EXERCISE MATERIAL:

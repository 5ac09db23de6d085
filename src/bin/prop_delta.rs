//! Compute the delta between two property lists.
//!
//! Prints the entries of the fast list that have no counterpart in the other
//! list, comparing after stripping a leading `./` from each side. Lists come
//! from inline comma/space-separated values or from JSON array files, so the
//! helper composes with `fast-props` output.

use anyhow::{Context, Result, bail};
use indexlens::{delta_properties, split_list};
use std::env;
use std::fs;
use std::path::{Path, PathBuf};

fn main() {
    env_logger::init();
    if let Err(err) = run() {
        eprintln!("{err:#}");
        std::process::exit(1);
    }
}

fn run() -> Result<()> {
    let args = CliArgs::parse()?;
    let fast = args.fast.load()?;
    let other = args.other.load()?;

    let delta = delta_properties(&fast, &other);
    println!("{}", serde_json::to_string(&delta)?);
    Ok(())
}

struct CliArgs {
    fast: ListSource,
    other: ListSource,
}

enum ListSource {
    Inline(Vec<String>),
    File(PathBuf),
}

impl ListSource {
    fn load(&self) -> Result<Vec<String>> {
        match self {
            ListSource::Inline(values) => Ok(values.clone()),
            ListSource::File(path) => read_json_list(path),
        }
    }
}

fn read_json_list(path: &Path) -> Result<Vec<String>> {
    if !path.is_file() {
        bail!("list file not found: {}", path.display());
    }
    let data = fs::read_to_string(path).with_context(|| format!("reading {}", path.display()))?;
    serde_json::from_str(&data)
        .with_context(|| format!("parsing {} as a JSON array of strings", path.display()))
}

impl CliArgs {
    fn parse() -> Result<Self> {
        let mut args = env::args_os().skip(1);
        let mut fast: Option<ListSource> = None;
        let mut other: Option<ListSource> = None;

        while let Some(arg_os) = args.next() {
            let arg = arg_os
                .into_string()
                .map_err(|_| anyhow::anyhow!("argument is not valid UTF-8"))?;
            match arg.as_str() {
                "--fast" => {
                    let raw = next_value(&mut args, "--fast")?;
                    set_once(&mut fast, ListSource::Inline(split_list(&raw)), "--fast")?;
                }
                "--fast-file" => {
                    let path = next_value(&mut args, "--fast-file")?;
                    set_once(&mut fast, ListSource::File(PathBuf::from(path)), "--fast")?;
                }
                "--other" => {
                    let raw = next_value(&mut args, "--other")?;
                    set_once(&mut other, ListSource::Inline(split_list(&raw)), "--other")?;
                }
                "--other-file" => {
                    let path = next_value(&mut args, "--other-file")?;
                    set_once(&mut other, ListSource::File(PathBuf::from(path)), "--other")?;
                }
                "--help" | "-h" => {
                    print_usage();
                    std::process::exit(0);
                }
                unknown => bail!("unknown flag: {unknown}"),
            }
        }

        let fast = fast.ok_or_else(|| anyhow::anyhow!("--fast or --fast-file is required"))?;
        // An absent other list is a valid (empty) comparison set.
        let other = other.unwrap_or(ListSource::Inline(Vec::new()));

        Ok(CliArgs { fast, other })
    }
}

fn set_once(slot: &mut Option<ListSource>, value: ListSource, group: &str) -> Result<()> {
    if slot.is_some() {
        bail!("{group}/{group}-file may only be provided once");
    }
    *slot = Some(value);
    Ok(())
}

fn next_value(args: &mut impl Iterator<Item = std::ffi::OsString>, flag: &str) -> Result<String> {
    args.next()
        .map(|os| {
            os.into_string()
                .map_err(|_| anyhow::anyhow!("value for {flag} is not valid UTF-8"))
        })
        .transpose()?
        .ok_or_else(|| anyhow::anyhow!("missing value for {flag}"))
}

fn usage() -> &'static str {
    "Usage: prop-delta (--fast LIST | --fast-file PATH) [--other LIST | --other-file PATH]\n\
Prints the fast-list entries with no match in the other list as compact JSON.\n\
Inline lists are comma- or space-separated; files hold a JSON array of strings.\n\
Matching ignores a leading './' on either side.\n"
}

fn print_usage() {
    print!("{}", usage());
}
//! Common parsing utilities for the XLSX reader and formula rendering

use anyhow::Result;
use quick_xml::Reader;
use quick_xml::events::Event;
use serde::{Deserialize, Serialize};
use std::cmp::Ordering;

/// Parse a cell reference like "A1" into (row, col) as 0-based indices
pub fn parse_cell_ref(cell_ref: &str) -> Option<(u32, u32)> {
    let mut col = 0u32;
    let mut row_str = String::new();

    for ch in cell_ref.chars() {
        if ch.is_ascii_alphabetic() {
            col = col * 26 + (ch.to_ascii_uppercase() as u32 - 'A' as u32 + 1);
        } else if ch.is_ascii_digit() {
            row_str.push(ch);
        }
    }

    if row_str.is_empty() {
        return None;
    }

    let row = row_str.parse::<u32>().ok()?;

    // Convert to 0-based
    Some((row.saturating_sub(1), col.saturating_sub(1)))
}

/// Parse a cell range like "A1:B2" into (start_row, start_col, end_row, end_col)
pub fn parse_cell_range(range: &str) -> Option<(u32, u32, u32, u32)> {
    let parts: Vec<&str> = range.split(':').collect();
    if parts.len() != 2 {
        return None;
    }

    let (start_row, start_col) = parse_cell_ref(parts[0])?;
    let (end_row, end_col) = parse_cell_ref(parts[1])?;

    Some((start_row, start_col, end_row, end_col))
}

/// Read text content from an XML node
pub fn read_text_node<R: std::io::BufRead>(reader: &mut Reader<R>) -> Result<String> {
    let mut buf = Vec::new();
    let mut text = String::new();
    loop {
        match reader.read_event_into(&mut buf)? {
            Event::Text(e) => text.push_str(e.unescape()?.as_ref()),
            Event::CData(e) => text.push_str(&String::from_utf8_lossy(e.as_ref())),
            Event::End(_) => break,
            Event::Eof => break,
            _ => {}
        }
        buf.clear();
    }
    Ok(text)
}

/// Cell reference (e.g., A1, B2)
#[derive(Debug, Clone, Copy, PartialEq, Eq, Hash, Serialize, Deserialize)]
pub struct CellReference {
    pub row: u32,
    pub col: u32,
}

impl CellReference {
    pub fn new(row: u32, col: u32) -> Self {
        Self { row, col }
    }

    /// Convert to Excel-style reference (e.g., "A1")
    pub fn to_excel_ref(&self) -> String {
        format!("{}{}", Self::col_to_letter(self.col), self.row + 1)
    }

    /// Convert column number to letter (0 -> A, 1 -> B, etc.)
    pub fn col_to_letter(mut col: u32) -> String {
        let mut result = String::new();
        loop {
            result.insert(0, (b'A' + (col % 26) as u8) as char);
            if col < 26 {
                break;
            }
            col = col / 26 - 1;
        }
        result
    }
}

impl PartialOrd for CellReference {
    fn partial_cmp(&self, other: &Self) -> Option<Ordering> {
        Some(self.cmp(other))
    }
}

impl Ord for CellReference {
    fn cmp(&self, other: &Self) -> Ordering {
        self.row.cmp(&other.row).then_with(|| self.col.cmp(&other.col))
    }
}

impl std::fmt::Display for CellReference {
    fn fmt(&self, f: &mut std::fmt::Formatter<'_>) -> std::fmt::Result {
        write!(f, "{}", self.to_excel_ref())
    }
}

#[cfg(test)]
mod tests {
    use super::*;

    #[test]
    fn test_parse_cell_ref() {
        assert_eq!(parse_cell_ref("A1"), Some((0, 0)));
        assert_eq!(parse_cell_ref("B2"), Some((1, 1)));
        assert_eq!(parse_cell_ref("Z26"), Some((25, 25)));
        assert_eq!(parse_cell_ref("AA1"), Some((0, 26)));
        assert_eq!(parse_cell_ref("AB10"), Some((9, 27)));
    }

    #[test]
    fn test_parse_cell_range() {
        assert_eq!(parse_cell_range("A1:B2"), Some((0, 0, 1, 1)));
        assert_eq!(parse_cell_range("C3:D4"), Some((2, 2, 3, 3)));
        assert_eq!(parse_cell_range("A1"), None);
    }

    #[test]
    fn test_cell_reference_round_trip_letters() {
        assert_eq!(CellReference::new(0, 0).to_string(), "A1");
        assert_eq!(CellReference::new(11, 2).to_string(), "C12");
        assert_eq!(CellReference::new(0, 26).to_string(), "AA1");
        assert_eq!(CellReference::col_to_letter(27), "AB");
    }
}
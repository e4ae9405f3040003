//! Output formatters for conversions

use anyhow::Result;
use colored::*;
use nsbu_core::transform::{LayoutRow, RowKind};
use nsbu_core::{Conversion, ConvertError, Placement, Severity, Warning, render_formula};
use rust_decimal::Decimal;
use std::path::Path;

pub type FileResult<'a> = (&'a Path, Result<Conversion, ConvertError>);

const LABEL_WIDTH: usize = 48;
const VALUE_WIDTH: usize = 16;

/// Print each conversion as an indented table followed by its warnings
pub fn print_human(results: &[FileResult<'_>], formulas: bool) {
    for (path, result) in results {
        println!("{}", format!("Converting: {}", path.display()).bold());
        match result {
            Ok(conversion) => print_conversion(conversion, formulas),
            Err(e) => println!("  {} {}", "FAILED".red().bold(), e),
        }
        println!();
    }

    let failed = results.iter().filter(|(_, r)| r.is_err()).count();
    println!("{}", "Summary:".bold().underline());
    println!("  {} {}", "Converted:".green().bold(), results.len() - failed);
    if failed > 0 {
        println!("  {} {}", "Failed:".red().bold(), failed);
    }
}

fn print_conversion(conversion: &Conversion, formulas: bool) {
    let layout = &conversion.layout;
    println!(
        "{} {}  {} {}  {} {}",
        "Sheet:".bold(),
        conversion.sheet.cyan().bold(),
        "Statement:".bold(),
        conversion.statement,
        "Table:".bold(),
        layout.table_version.bright_black()
    );
    println!();

    let mut header = format!("{:<LABEL_WIDTH$}", "");
    for period in &layout.periods {
        header.push_str(&format!("{:>VALUE_WIDTH$}", truncate(period, VALUE_WIDTH - 1)));
    }
    println!("{}", header.bold());

    let placement = Placement::default();
    for (index, row) in layout.rows().iter().enumerate() {
        print_row(row, index, &placement, formulas);
    }
    println!();

    print_warnings(&conversion.warnings);

    let stats = &conversion.stats;
    println!(
        "  {} {} rows read, {} items, {} placed, {} changes",
        "Stats:".bold(),
        stats.original_rows,
        stats.processed_rows,
        stats.transformations,
        stats.changes
    );
}

fn print_row(row: &LayoutRow, index: usize, placement: &Placement, formulas: bool) {
    let (indent, show_values) = match row.kind {
        RowKind::SectionHeader => (0, false),
        RowKind::Subheader => (1, false),
        RowKind::Item | RowKind::Memo | RowKind::Calculated => (2, true),
        RowKind::Total | RowKind::Derived => (0, true),
    };
    let label = format!("{}{}", "  ".repeat(indent), row.label);
    let mut line = format!("{:<LABEL_WIDTH$}", truncate(&label, LABEL_WIDTH - 1));
    if show_values {
        for value in &row.values {
            line.push_str(&format!("{:>VALUE_WIDTH$}", format_amount(*value)));
        }
    }

    let line = match row.kind {
        RowKind::SectionHeader => line.bold().underline(),
        RowKind::Subheader => line.italic(),
        RowKind::Memo => line.bright_black(),
        RowKind::Total => line.bold(),
        RowKind::Derived => line.bold().cyan(),
        RowKind::Item | RowKind::Calculated => line.normal(),
    };

    match render_formula(row, 0, placement).filter(|_| formulas) {
        Some(formula) => println!(
            "{:>4} {}  {}",
            index + placement.first_row as usize,
            line,
            formula.bright_black()
        ),
        None => println!("{:>4} {}", index + placement.first_row as usize, line),
    }
}

fn print_warnings(warnings: &[Warning]) {
    if warnings.is_empty() {
        println!("  {}", "✓ No warnings".green().bold());
        return;
    }
    for warning in warnings {
        let severity_str = match warning.severity {
            Severity::Error => "ERROR".red().bold(),
            Severity::Warning => "WARN".yellow().bold(),
            Severity::Info => "INFO".blue().bold(),
        };
        let position = warning
            .row
            .map(|r| format!(" row {}", r + 1))
            .unwrap_or_default();
        println!(
            "  {} [{}]{} {}",
            severity_str,
            warning.kind.as_str().bright_black(),
            position.yellow(),
            warning.message
        );
    }
}

/// Thousands-separated amount with at most two decimals
fn format_amount(value: Decimal) -> String {
    let rounded = value.round_dp(2).normalize();
    let text = rounded.abs().to_string();
    let (int_part, frac_part) = match text.split_once('.') {
        Some((i, f)) => (i.to_string(), Some(f.to_string())),
        None => (text, None),
    };

    let mut grouped = String::new();
    for (i, ch) in int_part.chars().enumerate() {
        if i > 0 && (int_part.len() - i) % 3 == 0 {
            grouped.push(' ');
        }
        grouped.push(ch);
    }
    if let Some(frac) = frac_part {
        grouped.push('.');
        grouped.push_str(&frac);
    }
    if rounded.is_sign_negative() && !rounded.is_zero() {
        format!("({})", grouped)
    } else {
        grouped
    }
}

fn truncate(s: &str, max: usize) -> String {
    if s.chars().count() <= max {
        s.to_string()
    } else {
        let mut out: String = s.chars().take(max.saturating_sub(1)).collect();
        out.push('…');
        out
    }
}

/// Print conversions in JSON format
pub fn print_json(results: &[FileResult<'_>]) -> Result<()> {
    let files: Vec<serde_json::Value> = results
        .iter()
        .map(|(path, result)| match result {
            Ok(conversion) => serde_json::json!({
                "file": path.display().to_string(),
                "status": "ok",
                "conversion": conversion,
                "rows": conversion.layout.rows(),
                "summary": {
                    "transformations": conversion.stats.transformations,
                    "changes": conversion.stats.changes,
                    "original_rows": conversion.stats.original_rows,
                    "processed_rows": conversion.stats.processed_rows,
                    "errors": conversion.count_at_least(Severity::Error),
                    "warnings": conversion.warnings.len(),
                }
            }),
            Err(e) => serde_json::json!({
                "file": path.display().to_string(),
                "status": "failed",
                "error": e.to_string(),
            }),
        })
        .collect();

    println!("{}", serde_json::to_string_pretty(&files)?);
    Ok(())
}

#[cfg(test)]
mod tests {
    use super::*;
    use rust_decimal::Decimal;
    use std::str::FromStr;

    #[test]
    fn test_format_amount() {
        let d = |s: &str| Decimal::from_str(s).unwrap();
        assert_eq!(format_amount(d("1234567")), "1 234 567");
        assert_eq!(format_amount(d("-200")), "(200)");
        assert_eq!(format_amount(d("999.456")), "999.46");
        assert_eq!(format_amount(d("0")), "0");
    }

    #[test]
    fn test_truncate() {
        assert_eq!(truncate("Выручка", 10), "Выручка");
        assert_eq!(truncate("Себестоимость", 6), "Себес…");
    }
}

TRY IT: From the material above, copy exactly the lines between the line holding "let (indent, show_values)" and the line holding "RowKind::Item | RowKind::Memo", inclusive, and only those.

EXERCISE RESPONSE:
    let (indent, show_values) = match row.kind {
        RowKind::SectionHeader => (0, false),
        RowKind::Subheader => (1, false),
        RowKind::Item | RowKind::Memo | RowKind::Calculated => (2, true),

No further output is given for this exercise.